Petitioning the Court to Open Your Adoption File (for adoptees adopted in the United States) | Old Papers and the NARA


2023: The states of Alabama, Alaska, Connecticut,Colorado, Kansas, Louisiana,Oregon, Maine, Massachusetts, New Hampshire, New York, Rhode Island, and Vermont (July 1, 2023) are the only U.S. states where adult adoptees have unrestricted access to their own original birth records!  Check out Bastard Nation

The late Karen Vigneault always told adoptees to not be afraid of using the courts to open your adoption records.  And she used NARA, a federal program that has files on everyone. Read more below:  Trace

Petitioning the Court to Open Your Adoption File (for adoptees adopted in the United States)
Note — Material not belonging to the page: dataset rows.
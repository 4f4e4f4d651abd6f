//! HTTP surface.
//!
//! - `POST /pull` - pull request, answers a patch or structured error
//! - `POST /push` - push request, answers `null` or a structured error
//! - `GET /health` - liveness
//!
//! Identity is taken from headers set by an upstream gateway.

use crate::auth::{AuthContext, Role};
use crate::error::{SyncError, SyncResult};
use crate::server::SyncServer;
use axum::extract::rejection::JsonRejection;
use axum::extract::State;
use axum::http::{HeaderMap, StatusCode};
use axum::response::{IntoResponse, Response};
use axum::routing::{get, post};
use axum::{Json, Router};
use rowsync_protocol::{
    ErrorResponse, PullRequest, PullResponse, PushRequest, PushResponse, VersionType,
    PULL_VERSION, PUSH_VERSION,
};
use serde::de::DeserializeOwned;
use serde::Serialize;
use serde_json::Value;
use std::sync::Arc;
use tracing::{debug, error};

/// Header carrying the tenant id.
pub const TENANT_HEADER: &str = "x-tenant-id";
/// Header carrying the user id.
pub const USER_HEADER: &str = "x-user-id";
/// Header carrying the user's role.
pub const ROLE_HEADER: &str = "x-user-role";

/// Builds the sync router.
pub fn router(server: Arc<SyncServer>) -> Router {
    Router::new()
        .route("/pull", post(pull))
        .route("/push", post(push))
        .route("/health", get(health))
        .with_state(server)
}

/// Reads the caller identity from request headers.
///
/// # Errors
///
/// [`SyncError::Unauthenticated`] if a header is missing, empty, not valid
/// text, or names an unknown role.
pub fn auth_from_headers(headers: &HeaderMap) -> SyncResult<AuthContext> {
    fn header<'a>(headers: &'a HeaderMap, name: &str) -> SyncResult<&'a str> {
        headers
            .get(name)
            .and_then(|v| v.to_str().ok())
            .map(str::trim)
            .filter(|v| !v.is_empty())
            .ok_or_else(|| SyncError::Unauthenticated(format!("missing {name} header")))
    }

    let auth = AuthContext::new(
        header(headers, TENANT_HEADER)?,
        header(headers, USER_HEADER)?,
        header(headers, ROLE_HEADER)?.parse::<Role>()?,
    );
    auth.validate()?;
    Ok(auth)
}

/// Decodes a request body.
///
/// The protocol version is read first, so a client speaking another
/// version gets `None` (answered with `VersionNotSupported`) even when
/// the rest of its body has a different shape.
fn decode<T: DeserializeOwned>(
    body: Result<Json<Value>, JsonRejection>,
    version_field: &str,
    supported: u32,
) -> SyncResult<Option<T>> {
    let Json(value) = body.map_err(|e| SyncError::BadRequest(e.body_text()))?;
    let version = value.get(version_field).and_then(Value::as_u64);
    if version.is_some_and(|v| v != u64::from(supported)) {
        debug!(version_field, ?version, "unsupported protocol version");
        return Ok(None);
    }
    serde_json::from_value(value)
        .map(Some)
        .map_err(|e| SyncError::BadRequest(e.to_string()))
}

async fn pull(
    State(server): State<Arc<SyncServer>>,
    headers: HeaderMap,
    body: Result<Json<Value>, JsonRejection>,
) -> Result<Json<PullResponse>, SyncError> {
    let auth = auth_from_headers(&headers)?;
    let Some(request) = decode::<PullRequest>(body, "pullVersion", PULL_VERSION)? else {
        return Ok(Json(PullResponse::Error(ErrorResponse::VersionNotSupported {
            version_type: VersionType::Pull,
        })));
    };
    Ok(Json(server.handle_pull(&auth, request).await?))
}

async fn push(
    State(server): State<Arc<SyncServer>>,
    headers: HeaderMap,
    body: Result<Json<Value>, JsonRejection>,
) -> Result<Json<PushResponse>, SyncError> {
    let auth = auth_from_headers(&headers)?;
    let Some(request) = decode::<PushRequest>(body, "pushVersion", PUSH_VERSION)? else {
        return Ok(Json(PushResponse::Error(ErrorResponse::VersionNotSupported {
            version_type: VersionType::Push,
        })));
    };
    let outcome = server.handle_push(&auth, request).await?;
    Ok(Json(outcome.response))
}

async fn health() -> impl IntoResponse {
    Json(serde_json::json!({"status": "ok"}))
}

#[derive(Debug, Serialize)]
struct ErrorBody {
    error: &'static str,
    message: String,
}

impl SyncError {
    fn status_and_code(&self) -> (StatusCode, &'static str) {
        match self {
            SyncError::BadRequest(_) => (StatusCode::BAD_REQUEST, "BadRequest"),
            SyncError::Unauthenticated(_) => (StatusCode::UNAUTHORIZED, "Unauthenticated"),
            SyncError::Unauthorized(_) => (StatusCode::FORBIDDEN, "Unauthorized"),
            SyncError::AccessDenied { .. } => (StatusCode::FORBIDDEN, "AccessDenied"),
            SyncError::VersionNotSupported(_) => (StatusCode::BAD_REQUEST, "VersionNotSupported"),
            SyncError::ClientStateNotFound => (StatusCode::BAD_REQUEST, "ClientStateNotFound"),
            SyncError::MutationConflict { .. } => (StatusCode::CONFLICT, "MutationConflict"),
            SyncError::Mutation { .. } => (StatusCode::INTERNAL_SERVER_ERROR, "MutationFailed"),
            SyncError::Store(_) => (StatusCode::INTERNAL_SERVER_ERROR, "StoreError"),
            SyncError::TooManyRetries { .. } => (StatusCode::INTERNAL_SERVER_ERROR, "TooManyRetries"),
            SyncError::Config(_) | SyncError::Internal(_) => {
                (StatusCode::INTERNAL_SERVER_ERROR, "InternalError")
            }
        }
    }
}

impl IntoResponse for SyncError {
    fn into_response(self) -> Response {
        let (status, code) = self.status_and_code();
        if status.is_server_error() {
            error!(error = %self, "request failed");
        } else {
            debug!(error = %self, "request rejected");
        }
        let body = ErrorBody {
            error: code,
            message: self.to_string(),
        };
        (status, Json(body)).into_response()
    }
}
Why you should consider a petition:

Petitioning the court to open your records is something every adoptee should try. Even the most restrictive states allow the sealed adoption file to be open via court order, and petitioning the court is usually not a difficult nor terribly expensive proposition, and your odds are slightly better than winning the lottery.

As is detailed in my search series article, "Documents", the court file contains a variety of documents related to one's adoption, often including the original birth certificate. The most likely occurrence is that when petitioned, the judge will instruct that only non- or de-identified information be compiled from the file and given to you, but in a few instances, judges have been known to open the entire file. A very few judges will open files to every adoptee who asks, regardless of the reason. It pays to research how the particular judge you will be appearing in front of usually responds to petitions to open the file.  Local search groups often have this information, or you can post an inquiry on an email list or Usenet newsgroup, as discussed in previous parts of this Search Series.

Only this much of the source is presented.